Rep. Katie Porter gets CDC chief to agree to pay for coronavirus testing
After an intense round of questioning during a House Oversight Committee hearing, Rep. Katie Porter (D-CA) convinced Centers for Disease Control Director Robert Redfield to say “yes” to free coronavirus testing regardless of insurance.
Democratic Rep. Katie Porter successfully pressed the Centers for Disease Control and Prevention chief during a congressional hearing on Thursday to agree that the agency will pay for testing for the novel coronavirus.
The exchange came after President Donald Trump, while addressing the nation on Wednesday night, incorrectly implied that coronavirus patients could access free treatment. Many insurers have said they will pick up the cost of coronavirus testing for some policyholders, but not the treatment — and a test or treatment that is covered is not necessarily free.
“Dr. Kadlec, for someone without insurance, do you know the out-of-pocket cost of a complete blood count test?” Porter, a California Democrat, asked Robert Kadlec, the assistant secretary for preparedness and response at the Department of Health and Human Services, who said that he did not.
Porter, who is known for her incisive questioning of witnesses, then asked Kadlec whether he knew the prices of several medical services that could be associated with a coronavirus test, writing down her own figures for each service on a whiteboard she had brought to the House Oversight Committee hearing. All of his guesses were slightly to significantly above the amounts that Porter cited.
“This is like ‘The Price Is Right,’ ” she said, writing down the different figures for a grand total of $1,331.

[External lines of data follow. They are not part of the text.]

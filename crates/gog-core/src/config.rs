//! Process-wide configuration
//!
//! Read once at startup and passed by reference to everything that needs it.
//! Nothing below the CLI reads the environment itself.

use std::path::{Path, PathBuf};

use regex::Regex;

use crate::{Error, Result};

/// Presence disables backups: conflicting files are removed instead.
pub const ENV_NO_BACKUPS: &str = "GOG_DO_NOT_CREATE_BACKUPS";
/// Regular expression of repository-relative paths that are never linked.
pub const ENV_IGNORE_FILES_REGEX: &str = "GOG_IGNORE_FILES_REGEX";
/// Overrides the directory holding all repositories.
pub const ENV_GOG_HOME: &str = "GOG_HOME";
/// Name of the repository used when none is given.
pub const ENV_DEFAULT_REPOSITORY: &str = "GOG_DEFAULT_REPOSITORY_NAME";
/// XDG data directory; repositories live in `$XDG_DATA_HOME/gog`.
pub const ENV_XDG_DATA_HOME: &str = "XDG_DATA_HOME";

/// Resolved configuration.
#[derive(Debug, Clone)]
pub struct Config {
    /// Real home directory, substituted for `$HOME` in internal paths
    pub home_dir: PathBuf,
    /// Directory holding all repositories
    pub base_dir: PathBuf,
    /// Repository used when none is named
    pub default_repository: Option<String>,
    /// Remove conflicting files instead of backing them up
    pub backups_disabled: bool,
    /// Extra files excluded from linking, matched against the
    /// repository-relative path
    pub ignore_pattern: Option<Regex>,
}

impl Config {
    /// Configuration with defaults: backups on, nothing extra ignored.
    pub fn new(home_dir: impl Into<PathBuf>, base_dir: impl Into<PathBuf>) -> Self {
        Self {
            home_dir: home_dir.into(),
            base_dir: base_dir.into(),
            default_repository: None,
            backups_disabled: false,
            ignore_pattern: None,
        }
    }

    /// Read configuration from the process environment.
    pub fn from_env() -> Result<Self> {
        let home = dirs::home_dir().ok_or(Error::HomeDirNotFound)?;
        Self::from_lookup(&home, |key| std::env::var(key).ok())
    }

    /// Build configuration from `lookup`, which plays the role of the
    /// environment.
    pub fn from_lookup<F>(home_dir: &Path, lookup: F) -> Result<Self>
    where
        F: Fn(&str) -> Option<String>,
    {
        let non_empty = |key: &str| lookup(key).filter(|v| !v.is_empty());

        let base_dir = match (non_empty(ENV_GOG_HOME), non_empty(ENV_XDG_DATA_HOME)) {
            (Some(gog_home), _) => PathBuf::from(gog_home),
            (None, Some(data_home)) => Path::new(&data_home).join("gog"),
            (None, None) => home_dir.join(".local/share/gog"),
        };

        let ignore_pattern = non_empty(ENV_IGNORE_FILES_REGEX)
            .map(|pattern| Regex::new(&pattern))
            .transpose()
            .map_err(|source| Error::InvalidIgnorePattern {
                var: ENV_IGNORE_FILES_REGEX,
                source,
            })?;

        Ok(Self {
            home_dir: home_dir.to_path_buf(),
            base_dir,
            default_repository: non_empty(ENV_DEFAULT_REPOSITORY),
            backups_disabled: lookup(ENV_NO_BACKUPS).is_some(),
            ignore_pattern,
        })
    }

    /// Disable or enable backups.
    pub fn with_backups_disabled(mut self, disabled: bool) -> Self {
        self.backups_disabled = disabled;
        self
    }

    /// Set the ignore pattern.
    pub fn with_ignore_pattern(mut self, pattern: Option<Regex>) -> Self {
        self.ignore_pattern = pattern;
        self
    }

    /// Set the default repository name.
    pub fn with_default_repository(mut self, name: Option<String>) -> Self {
        self.default_repository = name;
        self
    }
}
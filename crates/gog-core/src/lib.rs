//! Core of gog: linking repository files into the filesystem
//!
//! This crate implements:
//!
//! - **Reconciliation engine**: [`Engine`] links every file of a repository
//!   to its external location and can restore plain files again
//! - **Configuration**: [`Config`], read once from the environment
//! - **Validation**: guards for repository names, repository paths and
//!   paths about to be ingested
//! - **Repository store**: [`RepositoryStore`] creates, removes, lists and
//!   resolves repositories in the per-user base directory
//! - **Ingest**: copying external paths into a repository and removing them
//!
//! # Architecture
//!
//! ```text
//!            gog-cli
//!               |
//!            gog-core
//!               |
//!        +------+------+
//!        |             |
//!     gog-fs        gog-git
//! ```

pub mod config;
pub mod engine;
pub mod error;
pub mod ingest;
pub mod report;
pub mod store;
pub mod validate;

pub use config::Config;
pub use engine::{Direction, Engine, LinkOutcome, Resolution, UnlinkOutcome};
pub use error::{Error, Result};
pub use report::{LinkEvent, Reporter};
pub use store::RepositoryStore;
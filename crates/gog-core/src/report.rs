//! Per-entry progress reporting
//!
//! The engine reports each link, unlink and per-entry failure as it happens,
//! so partial progress stays visible even when a walk aborts later.

use std::fmt;
use std::path::PathBuf;

use gog_fs::escape_home;

use crate::Error;

/// Something the engine did, or failed to do, for a single entry.
#[derive(Debug)]
pub enum LinkEvent {
    /// A symlink was created at `external` pointing at `internal`.
    Linked { external: PathBuf, internal: PathBuf },
    /// The symlink at `external` was replaced by a copy of `internal`.
    Unlinked { internal: PathBuf, external: PathBuf },
    /// The entry at `path` was skipped because of `error`.
    Failed { path: PathBuf, error: Error },
}

impl LinkEvent {
    /// Whether this event is a failure.
    pub fn is_failure(&self) -> bool {
        matches!(self, Self::Failed { .. })
    }
}

impl fmt::Display for LinkEvent {
    fn fmt(&self, f: &mut fmt::Formatter<'_>) -> fmt::Result {
        match self {
            Self::Linked { external, internal } => {
                write!(f, "{} -> {}", external.display(), escape_home(internal))
            }
            Self::Unlinked { internal, external } => {
                write!(f, "{} -> {}", escape_home(internal), external.display())
            }
            Self::Failed { path, error } => write!(f, "{} {}", path.display(), error),
        }
    }
}

/// Receives [`LinkEvent`]s from the engine.
pub trait Reporter {
    fn report(&mut self, event: LinkEvent);
}

impl Reporter for Vec<LinkEvent> {
    fn report(&mut self, event: LinkEvent) {
        self.push(event);
    }
}
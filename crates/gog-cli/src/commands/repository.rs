//! The `repository` subcommands

use std::path::Path;

use gog_core::store::repo_name;

use crate::context::Context;
use crate::error::Result;

/// Create a repository and print its path.
pub fn run_repository_add(ctx: &Context, name: &str, url: Option<&str>) -> Result<()> {
    let path = ctx.store()?.add(name, url)?;
    println!("{}", path.display());
    Ok(())
}

/// Delete a repository and print its path.
pub fn run_repository_remove(ctx: &Context, name: &str) -> Result<()> {
    let path = ctx.store()?.remove(name)?;
    println!("{}", path.display());
    Ok(())
}

/// Print the default repository.
pub fn run_repository_get_default(ctx: &Context, as_path: bool) -> Result<()> {
    let path = ctx.store()?.default_repository()?;
    println!("{}", describe(&path, as_path));
    Ok(())
}

/// Print every repository, one per line.
pub fn run_repository_list(ctx: &Context, as_path: bool) -> Result<()> {
    for path in ctx.store()?.list()? {
        println!("{}", describe(&path, as_path));
    }
    Ok(())
}

fn describe(path: &Path, as_path: bool) -> String {
    if as_path {
        path.display().to_string()
    } else {
        repo_name(path)
    }
}
//! Git shell for gog
//!
//! The reconciliation engine only needs to tell git that a path was added or
//! removed. Repository bookkeeping additionally needs to create, clone and
//! recognise repositories. Both go through the [`VersionControl`] trait so
//! that callers can substitute a recording implementation in tests.

pub mod error;
pub mod shell;

pub use error::{Error, Result};
pub use shell::{GitCli, VersionControl};
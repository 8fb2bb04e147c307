//! The `apply` command

use gog_core::Engine;

use super::report::ConsoleReporter;
use crate::context::Context;
use crate::error::Result;

/// Link every file of the repository into the filesystem.
pub fn run_apply(ctx: &Context, repository: Option<&str>) -> Result<()> {
    let root = ctx.open_repository(repository)?;
    let engine = Engine::new(&root, &ctx.config, &ctx.git);

    let mut reporter = ConsoleReporter::new();
    engine.link_dir(&root, &mut reporter)?;
    tracing::debug!(skipped = reporter.failures(), "Applied repository");
    Ok(())
}
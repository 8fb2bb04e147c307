//! Version-control trait and the `git` command-line implementation

use std::ffi::{OsStr, OsString};
use std::path::Path;
use std::process::{Command, Stdio};

use git2::Repository;

use crate::{Error, Result};

/// Operations gog needs from a version-control system.
///
/// Only [`run`](VersionControl::run) must be implemented. The remaining
/// methods are expressed in terms of it, except for repository discovery and
/// initialisation, which go through libgit2 and never spawn a process.
pub trait VersionControl {
    /// Run a git command with `cwd` as working directory.
    fn run(&self, cwd: &Path, args: &[&OsStr]) -> Result<()>;

    /// Whether `path` is the root of an initialised repository.
    fn is_repository(&self, path: &Path) -> bool {
        Repository::open(path).is_ok_and(|repo| {
            repo.workdir()
                .is_some_and(|wd| same_dir(wd, path))
        })
    }

    /// Create an empty repository at `path`.
    fn init(&self, path: &Path) -> Result<()> {
        Repository::init(path)?;
        tracing::debug!(path = %path.display(), "Initialised repository");
        Ok(())
    }

    /// Clone `url` into `path`.
    ///
    /// Shells out so that the user's credential helpers and SSH setup apply.
    fn clone_into(&self, url: &str, path: &Path) -> Result<()> {
        let cwd = path.parent().unwrap_or(path);
        self.run(cwd, &[OsStr::new("clone"), OsStr::new(url), path.as_os_str()])
    }

    /// Stage `path` in the repository at `repo`.
    fn track(&self, repo: &Path, path: &Path) -> Result<()> {
        self.run(repo, &[OsStr::new("add"), OsStr::new("--"), path.as_os_str()])
    }

    /// Remove `path` from the repository at `repo` and from its work tree.
    fn untrack(&self, repo: &Path, path: &Path) -> Result<()> {
        self.run(
            repo,
            &[
                OsStr::new("rm"),
                OsStr::new("-q"),
                OsStr::new("-f"),
                OsStr::new("--"),
                path.as_os_str(),
            ],
        )
    }
}

/// Runs the `git` executable with inherited standard streams.
#[derive(Debug, Clone)]
pub struct GitCli {
    program: OsString,
}

impl Default for GitCli {
    fn default() -> Self {
        Self::new()
    }
}

impl GitCli {
    /// Use `git` from `PATH`.
    pub fn new() -> Self {
        Self {
            program: OsString::from("git"),
        }
    }

    /// Use a specific git executable.
    pub fn with_program(program: impl Into<OsString>) -> Self {
        Self {
            program: program.into(),
        }
    }
}

impl VersionControl for GitCli {
    fn run(&self, cwd: &Path, args: &[&OsStr]) -> Result<()> {
        let rendered = args
            .iter()
            .map(|a| a.to_string_lossy())
            .collect::<Vec<_>>()
            .join(" ");
        tracing::debug!(cwd = %cwd.display(), args = %rendered, "Running git");

        let status = Command::new(&self.program)
            .args(args)
            .current_dir(cwd)
            .stdin(Stdio::inherit())
            .stdout(Stdio::inherit())
            .stderr(Stdio::inherit())
            .status()
            .map_err(|source| Error::Spawn {
                cwd: cwd.to_path_buf(),
                source,
            })?;

        if !status.success() {
            return Err(Error::CommandFailed {
                cwd: cwd.to_path_buf(),
                args: rendered,
                status,
            });
        }
        Ok(())
    }
}

fn same_dir(a: &Path, b: &Path) -> bool {
    match (std::fs::canonicalize(a), std::fs::canonicalize(b)) {
        (Ok(a), Ok(b)) => a == b,
        _ => false,
    }
}
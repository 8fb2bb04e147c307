//! Repositories for gog tests
//!
//! A repository gog links from only has to be recognised by git, so
//! [`real_git_repo`] is enough for most tests. `gog repository add NAME URL`
//! needs something to clone; [`real_git_repo_with_commit`] provides it.

use std::fs;
use std::path::Path;
use std::process::Command;

/// An empty repository at `path`, created in-process.
///
/// # Panics
/// Panics if the repository cannot be created.
pub fn real_git_repo(path: &Path) -> git2::Repository {
    git2::Repository::init(path)
        .unwrap_or_else(|e| panic!("cannot create repository at {}: {e}", path.display()))
}

/// A clone source at `path`: one commit holding `$HOME/.profile`.
///
/// Built with the `git` binary, a throwaway identity and commit signing off.
///
/// # Panics
/// Panics if any git operation fails.
pub fn real_git_repo_with_commit(path: &Path) {
    let run = |args: &[&str]| {
        let output = Command::new("git")
            .args(args)
            .current_dir(path)
            .output()
            .unwrap_or_else(|e| {
                panic!("real_git_repo_with_commit: failed to run `git {args:?}`: {e}")
            });
        if !output.status.success() {
            panic!(
                "real_git_repo_with_commit: `git {args:?}` failed:\n{}",
                String::from_utf8_lossy(&output.stderr)
            );
        }
    };

    run(&["init"]);
    run(&["config", "user.email", "test@test.com"]);
    run(&["config", "user.name", "Test User"]);
    run(&["config", "commit.gpgsign", "false"]);

    fs::create_dir_all(path.join("$HOME"))
        .unwrap_or_else(|e| panic!("real_git_repo_with_commit: failed to create $HOME: {e}"));
    fs::write(path.join("$HOME/.profile"), "export EDITOR=vi\n")
        .unwrap_or_else(|e| panic!("real_git_repo_with_commit: failed to write .profile: {e}"));

    run(&["add", "."]);
    run(&["commit", "-m", "Initial commit"]);
}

“Fear of these costs are going to keep people from being tested, from getting the care they need and from keeping their communities safe,” Porter said, citing statistics on how many Americans cannot afford unexpected medical expenses, “and we have a $1,331 expense, conservatively, just for testing for the coronavirus.”
Porter then turned her attention to Dr. Robert Redfield, the head of the CDC, asking him, “Do you want to know who has coronavirus and who doesn’t?”
“Yes,” Redfield replied.
“Not just rich people, but everybody who might have the virus?” Porter asked.
He responded, “All of America.”
The cost of coronavirus testing became more of an issue last week when the test kits started becoming available in commercial and hospital labs. Prior to that, the CDC was picking up the tab for testing in public health labs.
Porter then pressed Redfield on whether he was familiar with 42 CFR 71.30, reading aloud the statute, which states that the CDC “director may authorize payment for the care and treatment of individuals subject to medical exam(ination), quarantine, isolation and conditional release.”
“That I know about and my office did tell me that, I just didn’t know the numbers, ma’am, congresswoman,” Redfield said.
Porter then asked, “Dr. Redfield, will you commit to the CDC, right now, using that existing authority to pay for diagnostic testing, free to every American, regardless of insurance?”
Redfield responded, “Well, I can say that we’re going to do everything to make sure everybody can get the care they need –“
“Nope, not good enough,” Porter interjected, reclaiming her time and reiterating the question, “yes or no?”
Redfield replied, “What I’m going to say is, I’m going to review it in detail with CDC and the department –“
“No, reclaiming my time,” Porter interjected, citing a letter that she and other Democratic lawmakers had written him on the issue “one week ago” requesting a response by Wednesday — before reiterating her question again.
“What I was trying to say is that CDC is working with HHS now to see how we operationalize that,” Redfield replied.
“Dr. Redfield, I hope that that answer weighs heavily on you, because it is going to weigh very heavily on me and on every American family,” she said.
He responded, “Our intent is to make sure that every American family gets the care and treatment they need at this time in this major epidemic and I am currently working with HHS to see how to best operationalize it.”
“Dr. Redfield, you don’t need to do any work to operationalize,” Porter continued. “You need to make a commitment to the American people so they come in to get tested. You can operationalize the payment structure tomorrow –“
“I think you’re an excellent questioner, so my answer is yes,” Redfield said. CNN has asked the CDC for comment on how this commitment will work going forward and how Americans — particularly the uninsured — can access this benefit. It is unclear whether Redfield was committing to pay only for the coronavirus test itself or also for visits to the emergency room or doctor’s office and for other tests.
“Excellent! Everybody in America hear that — you are eligible to go get tested for coronavirus and have that covered, regardless of insurance,” Porter said. “Please — if you believe you have the illness, follow precautions, call first, do everything the CDC and Dr. Fauci — God bless you for guiding Americans in this time — but do not let a lack of insurance worsen this crisis.”
Redfield responded, “And I would just like to echo what you said: It’s … very important (to) public health that … those individuals that are in the shadows can get the health care that they need during this, the time of us responding to this outbreak.”